Sancılanınca yutulan tabletlerle bile ben kanadım
Her yangın ağlamasının hıçkırıklarında boğuldum
Günlerce kapımı rüzgârlar çaldı, yorgansız kaldım
Evrenden çalınmış sözcüklerin altında sabahladım.
Her sevdanın karşılığı hırçın hoşçakallara karışınca
Dudaklarımızdan hiddetli türküler dökülür, hesapsız
Bir sulu sepkene tutuluruz, gönlümüz ıslanır, acır içimiz
Uzak ülkelerin fırtına tepelerinde sessizliğimizi dinleriz.

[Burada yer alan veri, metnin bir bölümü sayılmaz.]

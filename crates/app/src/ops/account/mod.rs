use clap::{Args, Subcommand};

pub mod add;
pub mod list;
pub mod remove;

use crate::op::Op;
use add::AccountAdd;
use list::AccountList;
use remove::AccountRemove;

crate::command_enum! {
    (Add, AccountAdd),
    (List, AccountList),
    (Remove, AccountRemove),
}

pub type AccountCommand = Command;

/// Manage configured backend accounts.
#[derive(Args, Debug, Clone)]
pub struct Account {
    #[command(subcommand)]
    pub command: AccountCommand,
}

#[async_trait::async_trait]
impl Op for Account {
    type Error = OpError;
    type Output = OpOutput;

    async fn execute(&self, ctx: &crate::op::OpContext) -> Result<Self::Output, Self::Error> {
        self.command.execute(ctx).await
    }
}
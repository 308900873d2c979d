//! Build identification, surfaced by the CLI `version` command.

use std::fmt;

use serde::{Deserialize, Serialize};

#[derive(Debug, Clone, PartialEq, Eq, Serialize, Deserialize)]
pub struct BuildInfo {
    pub version: String,
    pub git_hash: String,
    pub build_profile: String,
}

impl BuildInfo {
    pub fn new() -> Self {
        Self {
            version: env!("CARGO_PKG_VERSION").to_string(),
            git_hash: option_env!("REPO_VERSION").unwrap_or("unknown").to_string(),
            build_profile: option_env!("BUILD_PROFILE")
                .unwrap_or("unknown")
                .to_string(),
        }
    }

    pub fn short_hash(&self) -> &str {
        if self.git_hash.len() > 7 {
            &self.git_hash[..7]
        } else {
            &self.git_hash
        }
    }
}

impl Default for BuildInfo {
    fn default() -> Self {
        Self::new()
    }
}

impl fmt::Display for BuildInfo {
    fn fmt(&self, f: &mut fmt::Formatter<'_>) -> fmt::Result {
        write!(f, "{} ({})", self.version, self.short_hash())
    }
}

pub fn version() -> String {
    BuildInfo::new().to_string()
}

#[cfg(test)]
mod tests {
    use super::*;

    #[test]
    fn version_carries_package_version() {
        assert!(version().contains(env!("CARGO_PKG_VERSION")));
    }

    #[test]
    fn short_hash_truncates() {
        let mut info = BuildInfo::new();
        info.git_hash = "abcdef123456789".to_string();
        assert_eq!(info.short_hash(), "abcdef1");
    }
}
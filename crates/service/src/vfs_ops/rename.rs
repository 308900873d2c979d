use common::vpath;

use super::{load_ready, VfsOpsError};
use crate::ServiceState;

/// Rename an entry in place. Synchronous even on task-based drivers.
pub async fn rename_item(
    src: &str,
    dst: &str,
    account_name: &str,
    state: &ServiceState,
) -> Result<(), VfsOpsError> {
    let (account, driver) = load_ready(account_name, state).await?;
    let src = vpath::normalize(src);
    let dst = vpath::normalize(dst);
    driver.rename(&src, &dst, &account).await?;
    let cache = state.cache();
    cache.invalidate(&vpath::parent_of(&src), &account);
    cache.invalidate(&src, &account);
    Ok(())
}
pub mod account;
pub mod cp;
pub mod init;
pub mod link;
pub mod ls;
pub mod mkdir;
pub mod mv;
pub mod rename;
pub mod rm;
pub mod stat;
pub mod upload;
pub mod version;

pub use account::Account;
pub use cp::Cp;
pub use init::Init;
pub use link::Link;
pub use ls::Ls;
pub use mkdir::Mkdir;
pub use mv::Mv;
pub use rename::Rename;
pub use rm::Rm;
pub use stat::Stat;
pub use upload::Upload;
pub use version::Version;
pub mod cloud189;
pub mod local;
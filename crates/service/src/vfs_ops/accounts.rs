use common::account::Account;

use super::VfsOpsError;
use crate::database::models::account as account_model;
use crate::database::models::AccountStoreError;
use crate::ServiceState;

/// Validate and persist an account.
///
/// The driver performs the validation (a login where applicable) and writes
/// the outcome into `account.status`; the record is persisted either way so
/// a later `account list` shows the failure, and the error is also returned
/// to the caller. Listings cached under the account's previous identity are
/// wiped.
pub async fn save_account(
    mut account: Account,
    state: &ServiceState,
) -> Result<Account, VfsOpsError> {
    let driver = state
        .registry()
        .get(&account.driver)
        .ok_or_else(|| VfsOpsError::UnknownDriver(account.driver.clone()))?;
    let old = account_model::get_by_name(&account.name, state.database()).await?;

    let validation = driver.save(&mut account, old.as_ref()).await;
    // Dual-channel reporting: status is persisted whether or not validation
    // failed, and the failure still propagates.
    account_model::create_or_update(&account, state.database()).await?;
    state.cache().invalidate_account(&account.name);

    match validation {
        Ok(()) => {
            tracing::info!(account = %account.name, driver = %account.driver, "account saved");
            Ok(account)
        }
        Err(err) => {
            tracing::warn!(account = %account.name, error = %err, "account validation failed");
            Err(err.into())
        }
    }
}

pub async fn delete_account(name: &str, state: &ServiceState) -> Result<(), VfsOpsError> {
    account_model::delete_by_name(name, state.database())
        .await
        .map_err(|err| match err {
            AccountStoreError::NotFound(name) => VfsOpsError::AccountNotFound(name),
            other => other.into(),
        })?;
    state.cache().invalidate_account(name);
    tracing::info!(account = name, "account deleted");
    Ok(())
}

pub async fn get_account(name: &str, state: &ServiceState) -> Result<Account, VfsOpsError> {
    account_model::get_by_name(name, state.database())
        .await?
        .ok_or_else(|| VfsOpsError::AccountNotFound(name.to_string()))
}

pub async fn list_accounts(state: &ServiceState) -> Result<Vec<Account>, VfsOpsError> {
    Ok(account_model::list_all(state.database()).await?)
}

Bırak çözülecekse bağlarımız, düşlerde kalsın ezgilerimiz
Harap bir evin ışıksız odalarında, nasıl olsa yaşamayı seçeriz
Bileklerimizdeki aşk dövmeleriyle paslı kürekleri de çekeriz
Biraz acı, biraz hüzün ve yedeğimizdeki umutla uzaklara gideriz.
Zeytin gözlerinin ezilmiş öfkelerini bir daha sürme bedenime
Özledikçe birbirimizi günler içelim kirli kadehlerden, kime ne?
Dağlarımız buza dursun, yüreğimizdeki aşk tuzuyla sarılırız türkülere
Sevdalar kanar içimizde kadınım, doğarız her bahar ağaç gövdelerinde.